Put schema and structured data in place. Define the entity, make sure your page has correct markup (mainEntityOfPage, about, description, dateUpdated) so retrieval-augmented models can trust it.
Optimize mention-to-citation flow. Getting your brand mentioned early in the answer helps. That means your page needs to clearly state the brand and topic at the top.
Control your domain presence. Since ~86% of citations are from brand-owned sources, you should ensure you’ve cleaned up domain aliases, canonical tags, and that you own the authoritative content.
Monitor citation patterns across models and locales.

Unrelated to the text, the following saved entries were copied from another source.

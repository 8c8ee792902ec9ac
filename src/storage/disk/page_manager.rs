use crate::storage::buffer::lru::LruReplacer;
use crate::storage::buffer::PageCache;
use crate::storage::error::{StorageError, StorageResult};
use crate::storage::page::{Page, PageId, HEADER_SIZE};
use log::debug;
use std::fs::{self, File, OpenOptions};
use std::io::{self, Read, Seek, SeekFrom, Write};
use std::path::{Path, PathBuf};

pub const DEFAULT_PAGE_SIZE: usize = 8192;

pub const DEFAULT_CACHE_PAGES: usize = 4096;

/// Smallest page able to hold the header plus one empty record.
pub const MIN_PAGE_SIZE: usize = HEADER_SIZE + 4;

/// Owns one page-structured file and a bounded cache of its pages.
pub struct PageManager {
    file: File,
    path: PathBuf,
    page_size: usize,
    cache: PageCache,
}

impl PageManager {
    /// Create a new, empty page file, discarding any existing contents.
    pub fn create(path: &Path, page_size: usize, cache_pages: usize) -> StorageResult<Self> {
        Self::open_with(path, page_size, cache_pages, true)
    }

    /// Open a page file, creating it if it does not exist.
    pub fn open(path: &Path, page_size: usize, cache_pages: usize) -> StorageResult<Self> {
        Self::open_with(path, page_size, cache_pages, false)
    }

    fn open_with(
        path: &Path,
        page_size: usize,
        cache_pages: usize,
        truncate: bool,
    ) -> StorageResult<Self> {
        if page_size < MIN_PAGE_SIZE || page_size > u32::MAX as usize {
            return Err(StorageError::InvalidPageSize {
                size: page_size,
                min: MIN_PAGE_SIZE,
            });
        }
        let cache = PageCache::new(Box::new(LruReplacer::new()), cache_pages)?;

        if let Some(parent) = path.parent() {
            fs::create_dir_all(parent)?;
        }
        let file = OpenOptions::new()
            .read(true)
            .write(true)
            .create(true)
            .truncate(truncate)
            .open(path)?;

        debug!("opened page file {:?} (page size {})", path, page_size);
        Ok(Self {
            file,
            path: path.to_path_buf(),
            page_size,
            cache,
        })
    }

    pub fn path(&self) -> &Path {
        &self.path
    }

    pub fn page_size(&self) -> usize {
        self.page_size
    }

    pub fn size_bytes(&self) -> StorageResult<u64> {
        Ok(self.file.metadata()?.len())
    }

    /// Number of whole pages in the file. A trailing partial page is ignored.
    pub fn page_count(&self) -> StorageResult<u32> {
        Ok((self.size_bytes()? / self.page_size as u64) as u32)
    }

    /// Number of pages currently held in memory.
    pub fn cached_pages(&self) -> usize {
        self.cache.len()
    }

    /// Return the cached page, loading it from the file on a miss.
    ///
    /// Bytes past the end of the file read as zero, so reading a page that
    /// does not exist yet yields an uninitialized page rather than an error.
    pub fn read(&mut self, page_id: PageId) -> StorageResult<&mut Page> {
        if !self.cache.contains(page_id) {
            let page = self.load_page(page_id)?;
            self.cache_page(page)?;
        }

        self.cache
            .get_mut(page_id)
            .ok_or(StorageError::PageNotCached(page_id))
    }

    /// Write a cached page's full buffer back to the file at its offset.
    ///
    /// The write is not forced to durable storage; see [`PageManager::force`].
    pub fn write(&mut self, page_id: PageId) -> StorageResult<()> {
        let offset = page_id.offset(self.page_size);
        let page = self
            .cache
            .get_mut(page_id)
            .ok_or(StorageError::PageNotCached(page_id))?;

        write_at(&mut self.file, offset, page.data())?;
        page.mark_clean();
        Ok(())
    }

    /// Reserve the page id just past the end of the file.
    ///
    /// The new zero-filled page lives only in the cache until it is written,
    /// so calling this twice without a write in between yields the same id.
    /// A modified page already cached at that id is written out first, and
    /// the id moves past it.
    pub fn allocate_new_page(&mut self) -> StorageResult<PageId> {
        let mut page_id = PageId(self.page_count()?);
        while self.cache.get(page_id).is_some_and(Page::is_dirty) {
            self.write(page_id)?;
            page_id = PageId(self.page_count()?);
        }
        self.cache_page(Page::new(page_id, self.page_size))?;

        debug!("allocated page {} in {:?}", page_id, self.path);
        Ok(page_id)
    }

    /// Flush all outstanding writes and file metadata to durable storage.
    pub fn force(&mut self) -> StorageResult<()> {
        self.file.sync_all()?;
        Ok(())
    }

    /// Cut the file to zero length and forget every cached page.
    pub fn truncate(&mut self) -> StorageResult<()> {
        self.file.set_len(0)?;
        self.cache.clear();

        debug!("truncated {:?}", self.path);
        Ok(())
    }

    /// Release the file handle. Writes not followed by [`PageManager::force`]
    /// are left to the operating system.
    pub fn close(self) -> StorageResult<()> {
        debug!("closing {:?}", self.path);
        Ok(())
    }

    fn load_page(&mut self, page_id: PageId) -> StorageResult<Page> {
        let mut data = vec![0u8; self.page_size].into_boxed_slice();
        read_at(&mut self.file, page_id.offset(self.page_size), &mut data)?;
        Ok(Page::from_data(page_id, data))
    }

    fn cache_page(&mut self, page: Page) -> StorageResult<()> {
        if let Some(victim) = self.cache.insert(page) {
            if victim.is_dirty() {
                write_at(
                    &mut self.file,
                    victim.id().offset(self.page_size),
                    victim.data(),
                )?;
            }
            debug!("evicted page {} from {:?}", victim.id(), self.path);
        }
        Ok(())
    }
}

/// Fill `buf` from `offset`, stopping early at end of file.
fn read_at(file: &mut File, offset: u64, buf: &mut [u8]) -> io::Result<usize> {
    file.seek(SeekFrom::Start(offset))?;

    let mut filled = 0;
    while filled < buf.len() {
        match file.read(&mut buf[filled..]) {
            Ok(0) => break,
            Ok(n) => filled += n,
            Err(e) if e.kind() == io::ErrorKind::Interrupted => continue,
            Err(e) => return Err(e),
        }
    }
    Ok(filled)
}

fn write_at(file: &mut File, offset: u64, data: &[u8]) -> io::Result<()> {
    file.seek(SeekFrom::Start(offset))?;
    file.write_all(data)
}

#[cfg(test)]
mod tests {
    use super::*;
    use anyhow::Result;
    use tempfile::tempdir;

    const TEST_PAGE_SIZE: usize = 64;

    fn write_page(pm: &mut PageManager, page_id: PageId, fill: u8) -> Result<()> {
        pm.read(page_id)?.data_mut().fill(fill);
        pm.write(page_id)?;
        Ok(())
    }

    #[test]
    fn test_create_and_open() -> Result<()> {
        let dir = tempdir()?;
        let file_path = dir.path().join("test.tbl");

        // Create new file
        {
            let pm = PageManager::create(&file_path, TEST_PAGE_SIZE, 8)?;
            assert_eq!(pm.page_count()?, 0);
            assert_eq!(pm.page_size(), TEST_PAGE_SIZE);
        }

        // Open existing file
        {
            let pm = PageManager::open(&file_path, TEST_PAGE_SIZE, 8)?;
            assert_eq!(pm.page_count()?, 0);
        }

        Ok(())
    }

    #[test]
    fn test_open_creates_parent_directories() -> Result<()> {
        let dir = tempdir()?;
        let file_path = dir.path().join("tables").join("nested").join("t.tbl");

        let pm = PageManager::open(&file_path, TEST_PAGE_SIZE, 8)?;
        assert!(file_path.exists());
        assert_eq!(pm.path(), file_path.as_path());

        Ok(())
    }

    #[test]
    fn test_write_and_read_page() -> Result<()> {
        let dir = tempdir()?;
        let file_path = dir.path().join("test.tbl");

        {
            let mut pm = PageManager::create(&file_path, TEST_PAGE_SIZE, 8)?;
            let page = pm.read(PageId(0))?;
            page.data_mut()[0] = 42;
            page.data_mut()[TEST_PAGE_SIZE - 1] = 24;
            pm.write(PageId(0))?;
            assert_eq!(pm.page_count()?, 1);
        }

        // Read through a fresh manager so the cache is cold
        let mut pm = PageManager::open(&file_path, TEST_PAGE_SIZE, 8)?;
        let page = pm.read(PageId(0))?;
        assert_eq!(page.data()[0], 42);
        assert_eq!(page.data()[TEST_PAGE_SIZE - 1], 24);

        Ok(())
    }

    #[test]
    fn test_multiple_pages() -> Result<()> {
        let dir = tempdir()?;
        let file_path = dir.path().join("test.tbl");
        let mut pm = PageManager::create(&file_path, TEST_PAGE_SIZE, 8)?;

        for i in 0..5 {
            write_page(&mut pm, PageId(i), i as u8)?;
        }
        assert_eq!(pm.page_count()?, 5);

        let mut pm = PageManager::open(&file_path, TEST_PAGE_SIZE, 8)?;
        for i in 0..5 {
            let page = pm.read(PageId(i))?;
            assert!(page.data().iter().all(|&b| b == i as u8));
        }

        Ok(())
    }

    #[test]
    fn test_read_beyond_eof_is_zeroed() -> Result<()> {
        let dir = tempdir()?;
        let file_path = dir.path().join("test.tbl");
        let mut pm = PageManager::create(&file_path, TEST_PAGE_SIZE, 8)?;

        let page = pm.read(PageId(10))?;
        assert_eq!(page.id(), PageId(10));
        assert!(page.data().iter().all(|&b| b == 0));
        assert_eq!(page.used(), None);

        // Reading does not grow the file
        assert_eq!(pm.page_count()?, 0);

        Ok(())
    }

    #[test]
    fn test_short_read_leaves_zeros() -> Result<()> {
        let dir = tempdir()?;
        let file_path = dir.path().join("test.tbl");
        fs::write(&file_path, vec![7u8; TEST_PAGE_SIZE + 10])?;

        let mut pm = PageManager::open(&file_path, TEST_PAGE_SIZE, 8)?;
        let page = pm.read(PageId(1))?;
        assert!(page.data()[..10].iter().all(|&b| b == 7));
        assert!(page.data()[10..].iter().all(|&b| b == 0));

        Ok(())
    }

    #[test]
    fn test_page_count_ignores_partial_page() -> Result<()> {
        let dir = tempdir()?;
        let file_path = dir.path().join("test.tbl");
        fs::write(&file_path, vec![0u8; TEST_PAGE_SIZE * 2 + 17])?;

        let pm = PageManager::open(&file_path, TEST_PAGE_SIZE, 8)?;
        assert_eq!(pm.size_bytes()?, (TEST_PAGE_SIZE * 2 + 17) as u64);
        assert_eq!(pm.page_count()?, 2);

        Ok(())
    }

    #[test]
    fn test_invalid_page_size() -> Result<()> {
        let dir = tempdir()?;
        let file_path = dir.path().join("test.tbl");

        let result = PageManager::create(&file_path, 4, 8);
        assert!(matches!(
            result,
            Err(StorageError::InvalidPageSize { size: 4, .. })
        ));

        let result = PageManager::create(&file_path, TEST_PAGE_SIZE, 0);
        assert!(matches!(result, Err(StorageError::InvalidCacheCapacity)));

        Ok(())
    }

    #[test]
    fn test_write_uncached_page_fails() -> Result<()> {
        let dir = tempdir()?;
        let file_path = dir.path().join("test.tbl");
        let mut pm = PageManager::create(&file_path, TEST_PAGE_SIZE, 8)?;

        let result = pm.write(PageId(3));
        assert!(matches!(result, Err(StorageError::PageNotCached(PageId(3)))));

        Ok(())
    }

    #[test]
    fn test_file_growth() -> Result<()> {
        let dir = tempdir()?;
        let file_path = dir.path().join("test.tbl");
        let mut pm = PageManager::create(&file_path, TEST_PAGE_SIZE, 8)?;

        // Write to page 5 (skipping 0-4)
        write_page(&mut pm, PageId(5), 5)?;
        assert_eq!(pm.page_count()?, 6);

        Ok(())
    }

    #[test]
    fn test_allocate_page() -> Result<()> {
        let dir = tempdir()?;
        let file_path = dir.path().join("test.tbl");
        let mut pm = PageManager::create(&file_path, TEST_PAGE_SIZE, 8)?;

        let page_id = pm.allocate_new_page()?;
        assert_eq!(page_id, PageId(0));

        // Allocation alone writes nothing
        assert_eq!(pm.page_count()?, 0);
        assert_eq!(pm.allocate_new_page()?, PageId(0));

        pm.write(page_id)?;
        assert_eq!(pm.page_count()?, 1);
        assert_eq!(pm.allocate_new_page()?, PageId(1));

        Ok(())
    }

    #[test]
    fn test_allocate_keeps_modified_page() -> Result<()> {
        let dir = tempdir()?;
        let file_path = dir.path().join("test.tbl");
        let mut pm = PageManager::create(&file_path, TEST_PAGE_SIZE, 8)?;

        // Page 0 is modified in memory but never written
        pm.read(PageId(0))?.data_mut()[8] = 7;

        let page_id = pm.allocate_new_page()?;
        assert_eq!(page_id, PageId(1));
        assert_eq!(pm.page_count()?, 1);
        assert_eq!(pm.read(PageId(0))?.data()[8], 7);
        assert!(!pm.read(PageId(0))?.is_dirty());

        Ok(())
    }

    #[test]
    fn test_write_clears_dirty_flag() -> Result<()> {
        let dir = tempdir()?;
        let file_path = dir.path().join("test.tbl");
        let mut pm = PageManager::create(&file_path, TEST_PAGE_SIZE, 8)?;

        let page_id = pm.allocate_new_page()?;
        assert!(!pm.read(page_id)?.is_dirty());

        pm.read(page_id)?.data_mut()[8] = 1;
        assert!(pm.read(page_id)?.is_dirty());

        pm.write(page_id)?;
        pm.force()?;
        assert!(!pm.read(page_id)?.is_dirty());

        Ok(())
    }

    #[test]
    fn test_cache_is_bounded() -> Result<()> {
        let dir = tempdir()?;
        let file_path = dir.path().join("test.tbl");
        let mut pm = PageManager::create(&file_path, TEST_PAGE_SIZE, 3)?;

        for i in 0..10 {
            write_page(&mut pm, PageId(i), i as u8 + 1)?;
        }
        assert_eq!(pm.cached_pages(), 3);

        // Evicted pages come back from the file
        for i in 0..10 {
            assert_eq!(pm.read(PageId(i))?.data()[0], i as u8 + 1);
        }
        assert_eq!(pm.cached_pages(), 3);

        Ok(())
    }

    #[test]
    fn test_eviction_flushes_dirty_page() -> Result<()> {
        let dir = tempdir()?;
        let file_path = dir.path().join("test.tbl");
        let mut pm = PageManager::create(&file_path, TEST_PAGE_SIZE, 1)?;

        // Modify page 0 without writing it, then force it out of the cache
        pm.read(PageId(0))?.data_mut()[0] = 99;
        pm.read(PageId(1))?;

        assert_eq!(pm.page_count()?, 1);
        assert_eq!(pm.read(PageId(0))?.data()[0], 99);

        Ok(())
    }

    #[test]
    fn test_truncate() -> Result<()> {
        let dir = tempdir()?;
        let file_path = dir.path().join("test.tbl");
        let mut pm = PageManager::create(&file_path, TEST_PAGE_SIZE, 8)?;

        for i in 0..3 {
            write_page(&mut pm, PageId(i), 1)?;
        }
        pm.truncate()?;

        assert_eq!(pm.page_count()?, 0);
        assert_eq!(pm.cached_pages(), 0);
        assert!(pm.read(PageId(0))?.data().iter().all(|&b| b == 0));

        Ok(())
    }

    #[test]
    fn test_persistence() -> Result<()> {
        let dir = tempdir()?;
        let file_path = dir.path().join("test.tbl");

        {
            let mut pm = PageManager::create(&file_path, TEST_PAGE_SIZE, 8)?;
            write_page(&mut pm, PageId(0), 99)?;
            pm.force()?;
            pm.close()?;
        }

        {
            let mut pm = PageManager::open(&file_path, TEST_PAGE_SIZE, 8)?;
            assert_eq!(pm.read(PageId(0))?.data()[0], 99);
        }

        Ok(())
    }
}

Each engine has different behaviours; your brand may need to show up in ChatGPT vs Gemini vs Perplexity via different content emphases.
Reduce “misses” and fix wrong-page citations. If the model cites your homepage instead of your product page, you lose alignment. Fix internal linking, content hierarchy and submit that sub-page to indexing or retrieval pipelines.

What we still don’t fully know

Models’ exact weighting of signals remains proprietary (OpenAI, Google do not publish full weighting details).
The mechanism of real-time page retrieval vs internal training memory differs across products.
How temporal signals (freshness, update date) quantitatively affect citations is still under-researched.
How “entity trust” (brand reputation, mentions across web) mathematically translates to model citation probabilities.

Final thought

In the world of AI-driven discovery, your brand needs to be more than visible, it needs to be trustable, cited, and aligned with the query. Smart brands will treat AI assistants not as search boxes, but as recommendation engines they can influence through content, metadata, and structural signals. By understanding how the models decide which brands to cite, you place yourself in the driver’s seat, being picked, trusted, and linked to when it matters.